Spracklin's ministry occurred during a period when Prohibition — which was especially promoted by the United Farmers of Ontario' Provincial Government — was regarded as a pressing issue by Spracklin and many of his parishioners and supporters.

===Dubious supporters===

These supporters included the brothers W. H. and S. M. Hallam, who, in the Windsor area, were known less for their religious observance than for their muscular activities in support of questionable causes. The Hallams thus joined Spracklin in Ontario Attorney-General William Raney's Prohibition enforcement team, as part of the Attorney-General's policy of bypassing the regular police forces in favour of using sub-contracted, private groups of enforcers.

This varied component recruited by Spracklin was subsequently to cause William Raney considerable embarrassment.

====Geographical context of the Detroit River to Spracklin's ministry====

The proximity of the United States' border to the Sandwich suburb of Windsor, Ontario, where Spracklin fulfilled his ministry, and the huge cross-border trade - legal and illicit - gave heightened focus to the concerns and activities of Spracklin and his zealous followers.
This proximity undoubtedly bore relevance also to Spracklin's eventual emigration.

==Prohibition controversies and events of 1920==

On August 26, 1920, the cruiser Eugenia, was stopped in the Detroit River after the speedboat Panther II, with Spracklin and his associate W. H. Hallam on board, fired on the cruiser; nine men were arrested and accused of attempting to smuggle whiskey into the US.

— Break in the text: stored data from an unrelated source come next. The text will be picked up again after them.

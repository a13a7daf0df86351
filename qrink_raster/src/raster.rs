use image::Rgba;

use qrink_core::{ModuleSource, RenderStyle};

use crate::surface::{Rect, Surface};

/// Extra side length given to square modules; adjacent squares overlap by
/// this much so no hairline of background survives between them.
const SQUARE_BLEED: f64 = 0.5;
/// Dot radius as a fraction of the cell size (90% of the half-cell).
const DOT_RADIUS_RATIO: f64 = 0.45;
/// Corner radius of rounded modules as a fraction of the cell size.
const CORNER_RADIUS_RATIO: f64 = 0.4;

const BLACK: Rgba<u8> = Rgba([0, 0, 0, 255]);
const WHITE: Rgba<u8> = Rgba([255, 255, 255, 255]);

/// Rasterizer for QR module grids.
///
/// Maps any [`ModuleSource`] to a freshly reset [`Surface`], painting one
/// shape per dark module under the configured [`RenderStyle`]. Rendering is
/// a pure function of the grid and the configuration; no state survives
/// between calls.
pub struct Rasterizer {
    style: RenderStyle,
    size: u32,
    margin: u32,
    dark: Rgba<u8>,
    light: Rgba<u8>,
}

impl Rasterizer {
    /// Construct a new [Rasterizer] painting black square modules on a white
    /// 600px surface with a 40px margin.
    pub fn new() -> Self {
        Self {
            style: RenderStyle::Square,
            size: 600,
            margin: 40,
            dark: BLACK,
            light: WHITE,
        }
    }

    /// Set the module `style` to be used when rendering.
    pub fn with_style(mut self, style: RenderStyle) -> Self {
        self.style = style;
        self
    }

    /// Set the surface side, in pixels.
    pub fn with_size(mut self, size: u32) -> Self {
        self.size = size;
        self
    }

    /// Set the margin around the grid, in pixels.
    pub fn with_margin(mut self, margin: u32) -> Self {
        self.margin = margin;
        self
    }

    /// Set the color of dark modules.
    pub fn with_dark_color(mut self, color: Rgba<u8>) -> Self {
        self.dark = color;
        self
    }

    /// Set the background color.
    pub fn with_light_color(mut self, color: Rgba<u8>) -> Self {
        self.light = color;
        self
    }

    /// Peek at the configured style.
    pub fn style(&self) -> RenderStyle {
        self.style
    }

    /// Peek at the configured surface side.
    pub fn size(&self) -> u32 {
        self.size
    }

    /// Peek at the configured margin.
    pub fn margin(&self) -> u32 {
        self.margin
    }

    /// Render `grid` onto a fresh surface.
    ///
    /// Each dark module is painted at
    /// `(margin + col * cell, margin + row * cell)` where
    /// `cell = (size - 2 * margin) / grid.size()`, kept fractional so the
    /// grid always spans the full drawing area. Light modules show the
    /// background.
    pub fn render<G: ModuleSource>(&self, grid: &G) -> Result<Surface, RasterError> {
        let modules = grid.size();
        if modules == 0 || self.size <= 2 * self.margin {
            return Err(RasterError::InvalidGeometry(modules, self.size, self.margin));
        }
        let cell = (self.size - 2 * self.margin) as f64 / modules as f64;
        tracing::debug!(modules, cell, style = %self.style, "rasterizing grid");
        let mut surface = Surface::new(self.size, self.light);
        for row in 0..modules {
            for col in 0..modules {
                if !grid.get(row, col) {
                    continue;
                }
                let x = self.margin as f64 + col as f64 * cell;
                let y = self.margin as f64 + row as f64 * cell;
                match self.style {
                    RenderStyle::Square => surface.fill_rect(
                        Rect::new(x, y, cell + SQUARE_BLEED, cell + SQUARE_BLEED),
                        self.dark,
                    ),
                    RenderStyle::Dots => surface.fill_circle(
                        x + cell / 2.0,
                        y + cell / 2.0,
                        cell * DOT_RADIUS_RATIO,
                        self.dark,
                    ),
                    RenderStyle::Rounded => surface.fill_rounded_rect(
                        Rect::new(x, y, cell, cell),
                        cell * CORNER_RADIUS_RATIO,
                        self.dark,
                    ),
                }
            }
        }
        Ok(surface)
    }
}

impl Default for Rasterizer {
    fn default() -> Self {
        Self::new()
    }
}

#[derive(Debug, thiserror::Error)]
pub enum RasterError {
    #[error("cannot rasterize a grid of side {0} into {1}px with a {2}px margin")]
    InvalidGeometry(usize, u32, u32),
    #[error("cannot fit a {0}px logo with {1}px padding into a {2}px surface")]
    LogoDoesNotFit(u32, u32, u32),
    #[error("cannot read logo: {0}")]
    LogoRead(#[from] std::io::Error),
    #[error("cannot decode logo: {0}")]
    LogoDecode(#[from] image::ImageError),
}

It was reported also on August 27, 1920, that Spracklin had accused the mayor of Amherstburg, W. Fred Park, of harbouring large quantities of alcohol; Mayor Park was subsequently fined $1000.00.

===Ministerial benevolence doubted===

It was claimed that the pastor was not distinguishing between his spiritual and alcohol inspection duties.

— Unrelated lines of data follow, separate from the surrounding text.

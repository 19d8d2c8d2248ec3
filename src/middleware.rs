//! HTTP 中间件
//! 应用状态与请求追踪

use axum::{extract::Request, http::HeaderMap, middleware::Next, response::Response};
use std::sync::Arc;
use std::time::Instant;
use tracing::Instrument;
use uuid::Uuid;

/// 应用状态
///
/// AppState 内部使用 Arc 包装服务,这样:
/// 1. 多个请求可以共享服务实例
/// 2. Clone 成本低廉(Arc 是指针拷贝)
///
#[derive(Clone)]
pub struct AppState {
    pub config: crate::config::AppConfig,
    pub db: sqlx::PgPool,
    pub jwt_service: Arc<crate::auth::jwt::JwtService>,
    pub auth_service: Arc<crate::services::AuthService>,
}

/// 请求追踪中间件
/// 为每个请求生成 trace_id 和 request_id，并记录指标
pub async fn request_tracking_middleware(req: Request, next: Next) -> Response {
    // 生成或提取 trace_id/request_id
    let trace_id = extract_or_generate_trace_id(req.headers());
    let request_id = Uuid::new_v4().to_string();

    let method = req.method().to_string();
    let uri = req.uri().to_string();

    // 创建 span
    let span = tracing::info_span!(
        "http_request",
        trace_id = %trace_id,
        request_id = %request_id,
        method = %method,
        uri = %uri,
    );

    async move {
        let start = Instant::now();

        // 继续处理请求
        let mut response = next.run(req).await;

        let elapsed = start.elapsed();
        let status = response.status().as_u16();

        // 记录指标 - 标签使用静态字符串
        let status_code = match status {
            200 => "200",
            201 => "201",
            400 => "400",
            401 => "401",
            403 => "403",
            404 => "404",
            500 => "500",
            _ => "other",
        };
        metrics::counter!("http_requests_total", "status" => status_code).increment(1);
        metrics::histogram!("http_request_duration_seconds").record(elapsed.as_secs_f64());

        // 记录日志
        tracing::info!(
            method = %method,
            uri = %uri,
            status = status,
            elapsed_ms = elapsed.as_millis(),
            "Request completed"
        );

        // 在响应头中添加 trace_id
        if let Ok(value) = trace_id.parse() {
            response.headers_mut().insert("x-trace-id", value);
        }
        if let Ok(value) = request_id.parse() {
            response.headers_mut().insert("x-request-id", value);
        }

        response
    }
    .instrument(span)
    .await
}

/// 从请求头中提取或生成 trace_id
fn extract_or_generate_trace_id(headers: &HeaderMap) -> String {
    headers
        .get("x-trace-id")
        .and_then(|v| v.to_str().ok())
        .map(|s| s.to_string())
        .unwrap_or_else(|| Uuid::new_v4().to_string())
}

Complaints abounded. To skeptics, his enforcers seemed not to act with adequate restraint or oversight. A Windsor, Ontario lawyer claimed that Spracklin's men, allegedly exceeding their proper duty, would arbitrarily fill in blank search warrants at will.

====Distrusts among even his own parishioners====

It was also claimed that Spracklin showed excessive zeal, and that this demonstration of zeal extended to his treatment of his own parishioners. The attention of these Spracklin would engage while preaching in the interior of Sandwich Methodist Church; meanwhile, in the parking area outside the building, his uninhibited enforcement associates would surreptitiously search his parishioners' cars at random.

===Pastor's wife escapes spray of bullets===

On Halloween night, 1920, Spracklin's wife Myrle Welsh narrowly escaped death when the Spracklins' manse was sprayed with bullets from an unproven source. At the time it was assumed that this violent incident was perpetrated on the behalf of persons in the illicit liquor trade disadvantaged by Spracklin and his men; this assumption was never seriously questioned.
It subsequently proved to be pivotal but somewhat obscure to establish whether this traumatic event led to later actions on the part of her husband.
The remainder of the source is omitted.